What to work on:
Each entry below is to be extracted exactly.

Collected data
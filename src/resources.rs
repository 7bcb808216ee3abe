//! Resolution of literal-or-reference field values
//!
//! Definition fields may hold a literal (`"Dark mode"`, `"3"`, `"#ff0000"`)
//! or a symbolic reference of the form `@type/name`. References go through a
//! [`ResourceResolver`]; anything that is not a reference, or that the
//! resolver does not know, is used as literal text.

use regex::Regex;
use serde::Deserialize;
use serde_json::Value;
use std::collections::HashMap;
use std::sync::LazyLock;
use tracing::debug;

static REFERENCE_PATTERN: LazyLock<Regex> =
    LazyLock::new(|| Regex::new(r"^@(\w+)/(.+)$").expect("reference pattern is valid"));

/// A parsed `@type/name` reference
#[derive(Debug, Clone, PartialEq, Eq, Hash)]
pub struct ResourceRef {
    pub kind: String,
    pub name: String,
}

impl ResourceRef {
    pub fn parse(text: &str) -> Option<Self> {
        let captures = REFERENCE_PATTERN.captures(text)?;
        Some(Self {
            kind: captures[1].to_string(),
            name: captures[2].to_string(),
        })
    }
}

/// A resolved resource
#[derive(Debug, Clone, PartialEq)]
pub enum ResourceValue {
    Text(String),
    Integer(i64),
    Float(f64),
    Bool(bool),
    TextArray(Vec<String>),
}

/// Looks up symbolic references
pub trait ResourceResolver {
    fn resolve(&self, reference: &ResourceRef) -> Option<ResourceValue>;
}

/// Resolver that knows no references; every value is a literal
#[derive(Debug, Default, Clone, Copy)]
pub struct LiteralResources;

impl ResourceResolver for LiteralResources {
    fn resolve(&self, _reference: &ResourceRef) -> Option<ResourceValue> {
        None
    }
}

/// Table of resources keyed by type then name, loadable from JSON:
///
/// ```json
/// { "string": { "title": "Settings" }, "array": { "modes": ["Off", "On"] } }
/// ```
#[derive(Debug, Default, Clone, Deserialize)]
#[serde(transparent)]
pub struct ResourceTable {
    entries: HashMap<String, HashMap<String, Value>>,
}

impl ResourceTable {
    pub fn new() -> Self {
        Self::default()
    }

    pub fn from_json(text: &str) -> Result<Self, serde_json::Error> {
        serde_json::from_str(text)
    }

    pub fn insert(&mut self, kind: &str, name: &str, value: Value) {
        self.entries
            .entry(kind.to_string())
            .or_default()
            .insert(name.to_string(), value);
    }
}

impl ResourceResolver for ResourceTable {
    fn resolve(&self, reference: &ResourceRef) -> Option<ResourceValue> {
        let value = self.entries.get(&reference.kind)?.get(&reference.name)?;
        match value {
            Value::String(text) => Some(ResourceValue::Text(text.clone())),
            Value::Bool(flag) => Some(ResourceValue::Bool(*flag)),
            Value::Number(number) => number
                .as_i64()
                .map(ResourceValue::Integer)
                .or_else(|| number.as_f64().map(ResourceValue::Float)),
            Value::Array(items) => Some(ResourceValue::TextArray(
                items
                    .iter()
                    .map(|item| match item {
                        Value::String(text) => text.clone(),
                        other => other.to_string(),
                    })
                    .collect(),
            )),
            _ => None,
        }
    }
}

fn lookup(resolver: &dyn ResourceResolver, text: &str) -> Option<ResourceValue> {
    let reference = ResourceRef::parse(text)?;
    let value = resolver.resolve(&reference);
    if value.is_none() {
        debug!(reference = %text, "Unresolved resource reference, using literal text");
    }
    value
}

/// Referenced text, or the literal itself
pub fn get_string(resolver: &dyn ResourceResolver, text: &str) -> String {
    match lookup(resolver, text) {
        Some(ResourceValue::Text(value)) => value,
        Some(ResourceValue::Integer(value)) => value.to_string(),
        Some(ResourceValue::Float(value)) => value.to_string(),
        Some(ResourceValue::Bool(value)) => value.to_string(),
        _ => text.to_string(),
    }
}

/// Only a case-insensitive `true` is true
pub fn get_bool(resolver: &dyn ResourceResolver, text: &str) -> bool {
    match lookup(resolver, text) {
        Some(ResourceValue::Bool(value)) => value,
        Some(ResourceValue::Text(value)) => value.eq_ignore_ascii_case("true"),
        _ => text.trim().eq_ignore_ascii_case("true"),
    }
}

/// Unparseable input yields 0
pub fn get_int(resolver: &dyn ResourceResolver, text: &str) -> i32 {
    match lookup(resolver, text) {
        Some(ResourceValue::Integer(value)) => i32::try_from(value).unwrap_or(0),
        Some(ResourceValue::Float(value)) => value as i32,
        Some(ResourceValue::Text(value)) => parse_int(&value).unwrap_or(0),
        _ => parse_int(text).unwrap_or(0),
    }
}

/// Unparseable input yields 0.0
pub fn get_float(resolver: &dyn ResourceResolver, text: &str) -> f32 {
    match lookup(resolver, text) {
        Some(ResourceValue::Float(value)) => value as f32,
        Some(ResourceValue::Integer(value)) => value as f32,
        Some(ResourceValue::Text(value)) => value.trim().parse().unwrap_or(0.0),
        _ => text.trim().parse().unwrap_or(0.0),
    }
}

/// ARGB color from a reference, a hex code or a decimal integer
pub fn get_color(resolver: &dyn ResourceResolver, text: &str) -> i32 {
    match lookup(resolver, text) {
        Some(ResourceValue::Integer(value)) => value as i32,
        Some(ResourceValue::Text(value)) => parse_color(&value).unwrap_or(0),
        _ => parse_color(text).unwrap_or(0),
    }
}

pub fn get_string_array(resolver: &dyn ResourceResolver, text: &str) -> Option<Vec<String>> {
    match lookup(resolver, text) {
        Some(ResourceValue::TextArray(values)) => Some(values),
        _ => None,
    }
}

fn parse_int(text: &str) -> Option<i32> {
    text.trim().parse().ok()
}

/// `#RRGGBB`, `#AARRGGBB`, a decimal integer, or bare hex digits, in that order.
/// Six-digit codes are made fully opaque.
pub fn parse_color(text: &str) -> Option<i32> {
    let text = text.trim();
    if let Some(hex) = text.strip_prefix('#') {
        return parse_hex_color(hex);
    }
    if let Ok(value) = text.parse::<i64>() {
        return Some(value as i32);
    }
    parse_hex_color(text)
}

fn parse_hex_color(hex: &str) -> Option<i32> {
    if !hex.chars().all(|c| c.is_ascii_hexdigit()) {
        return None;
    }
    let value = u32::from_str_radix(hex, 16).ok()?;
    match hex.len() {
        6 => Some((value | crate::constants::color::OPAQUE_ALPHA) as i32),
        8 => Some(value as i32),
        _ => None,
    }
}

Answer for the task:
filename src/resources.rs
repository 7bcb808216ee3abe
//! Resolution of literal-or-reference field values
//!
//! Definition fields may hold a literal (`"Dark mode"`, `"3"`, `"#ff0000"`)
//! or a symbolic reference of the form `@type/name`. References go through a
//! [`ResourceResolver`]; anything that is not a reference, or that the
//! resolver does not know, is used as literal text.

use regex::Regex;
use serde::Deserialize;
use serde_json::Value;
use std::collections::HashMap;
use std::sync::LazyLock;
use tracing::debug;

static REFERENCE_PATTERN: LazyLock<Regex> =
    LazyLock::new(|| Regex::new(r"^@(\w+)/(.+)$").expect("reference pattern is valid"));

/// A parsed `@type/name` reference
#[derive(Debug, Clone, PartialEq, Eq, Hash)]
pub struct ResourceRef {
    pub kind: String,
    pub name: String,
}

impl ResourceRef {
    pub fn parse(text: &str) -> Option<Self> {
        let captures = REFERENCE_PATTERN.captures(text)?;
        Some(Self {
            kind: captures[1].to_string(),
            name: captures[2].to_string(),
        })
    }
}

/// A resolved resource
#[derive(Debug, Clone, PartialEq)]
pub enum ResourceValue {
    Text(String),
    Integer(i64),
    Float(f64),
    Bool(bool),
    TextArray(Vec<String>),
}

/// Looks up symbolic references
pub trait ResourceResolver {
    fn resolve(&self, reference: &ResourceRef) -> Option<ResourceValue>;
}

/// Resolver that knows no references; every value is a literal
#[derive(Debug, Default, Clone, Copy)]
pub struct LiteralResources;

impl ResourceResolver for LiteralResources {
    fn resolve(&self, _reference: &ResourceRef) -> Option<ResourceValue> {
        None
    }
}

/// Table of resources keyed by type then name, loadable from JSON:
///
/// ```json
/// { "string": { "title": "Settings" }, "array": { "modes": ["Off", "On"] } }
/// ```
#[derive(Debug, Default, Clone, Deserialize)]
#[serde(transparent)]
pub struct ResourceTable {
    entries: HashMap<String, HashMap<String, Value>>,
}

impl ResourceTable {
    pub fn new() -> Self {
        Self::default()
    }

    pub fn from_json(text: &str) -> Result<Self, serde_json::Error> {
        serde_json::from_str(text)
    }

    pub fn insert(&mut self, kind: &str, name: &str, value: Value) {
        self.entries
            .entry(kind.to_string())
            .or_default()
            .insert(name.to_string(), value);
    }
}

impl ResourceResolver for ResourceTable {
    fn resolve(&self, reference: &ResourceRef) -> Option<ResourceValue> {
        let value = self.entries.get(&reference.kind)?.get(&reference.name)?;
        match value {
            Value::String(text) => Some(ResourceValue::Text(text.clone())),
            Value::Bool(flag) => Some(ResourceValue::Bool(*flag)),
            Value::Number(number) => number
                .as_i64()
                .map(ResourceValue::Integer)
                .or_else(|| number.as_f64().map(ResourceValue::Float)),
            Value::Array(items) => Some(ResourceValue::TextArray(
                items
                    .iter()
                    .map(|item| match item {
                        Value::String(text) => text.clone(),
                        other => other.to_string(),
                    })
                    .collect(),
            )),
            _ => None,
        }
    }
}

fn lookup(resolver: &dyn ResourceResolver, text: &str) -> Option<ResourceValue> {
    let reference = ResourceRef::parse(text)?;
    let value = resolver.resolve(&reference);
    if value.is_none() {
        debug!(reference = %text, "Unresolved resource reference, using literal text");
    }
    value
}

/// Referenced text, or the literal itself
pub fn get_string(resolver: &dyn ResourceResolver, text: &str) -> String {
    match lookup(resolver, text) {
        Some(ResourceValue::Text(value)) => value,
        Some(ResourceValue::Integer(value)) => value.to_string(),
        Some(ResourceValue::Float(value)) => value.to_string(),
        Some(ResourceValue::Bool(value)) => value.to_string(),
        _ => text.to_string(),
    }
}

/// Only a case-insensitive `true` is true
pub fn get_bool(resolver: &dyn ResourceResolver, text: &str) -> bool {
    match lookup(resolver, text) {
        Some(ResourceValue::Bool(value)) => value,
        Some(ResourceValue::Text(value)) => value.eq_ignore_ascii_case("true"),
        _ => text.trim().eq_ignore_ascii_case("true"),
    }
}

/// Unparseable input yields 0
pub fn get_int(resolver: &dyn ResourceResolver, text: &str) -> i32 {
    match lookup(resolver, text) {
        Some(ResourceValue::Integer(value)) => i32::try_from(value).unwrap_or(0),
        Some(ResourceValue::Float(value)) => value as i32,
        Some(ResourceValue::Text(value)) => parse_int(&value).unwrap_or(0),
        _ => parse_int(text).unwrap_or(0),
    }
}

/// Unparseable input yields 0.0
pub fn get_float(resolver: &dyn ResourceResolver, text: &str) -> f32 {
    match lookup(resolver, text) {
        Some(ResourceValue::Float(value)) => value as f32,
        Some(ResourceValue::Integer(value)) => value as f32,
        Some(ResourceValue::Text(value)) => value.trim().parse().unwrap_or(0.0),
        _ => text.trim().parse().unwrap_or(0.0),
    }
}

/// ARGB color from a reference, a hex code or a decimal integer
pub fn get_color(resolver: &dyn ResourceResolver, text: &str) -> i32 {
    match lookup(resolver, text) {
        Some(ResourceValue::Integer(value)) => value as i32,
        Some(ResourceValue::Text(value)) => parse_color(&value).unwrap_or(0),
        _ => parse_color(text).unwrap_or(0),
    }
}

pub fn get_string_array(resolver: &dyn ResourceResolver, text: &str) -> Option<Vec<String>> {
    match lookup(resolver, text) {
        Some(ResourceValue::TextArray(values)) => Some(values),
        _ => None,
    }
}

fn parse_int(text: &str) -> Option<i32> {
    text.trim().parse().ok()
}

/// `#RRGGBB`, `#AARRGGBB`, a decimal integer, or bare hex digits, in that order.
/// Six-digit codes are made fully opaque.
pub fn parse_color(text: &str) -> Option<i32> {
    let text = text.trim();
    if let Some(hex) = text.strip_prefix('#') {
        return parse_hex_color(hex);
    }
    if let Ok(value) = text.parse::<i64>() {
        return Some(value as i32);
    }
    parse_hex_color(text)
}

fn parse_hex_color(hex: &str) -> Option<i32> {
    if !hex.chars().all(|c| c.is_ascii_hexdigit()) {
        return None;
    }
    let value = u32::from_str_radix(hex, 16).ok()?;
    match hex.len() {
        6 => Some((value | crate::constants::color::OPAQUE_ALPHA) as i32),
        8 => Some(value as i32),
        _ => None,
    }
}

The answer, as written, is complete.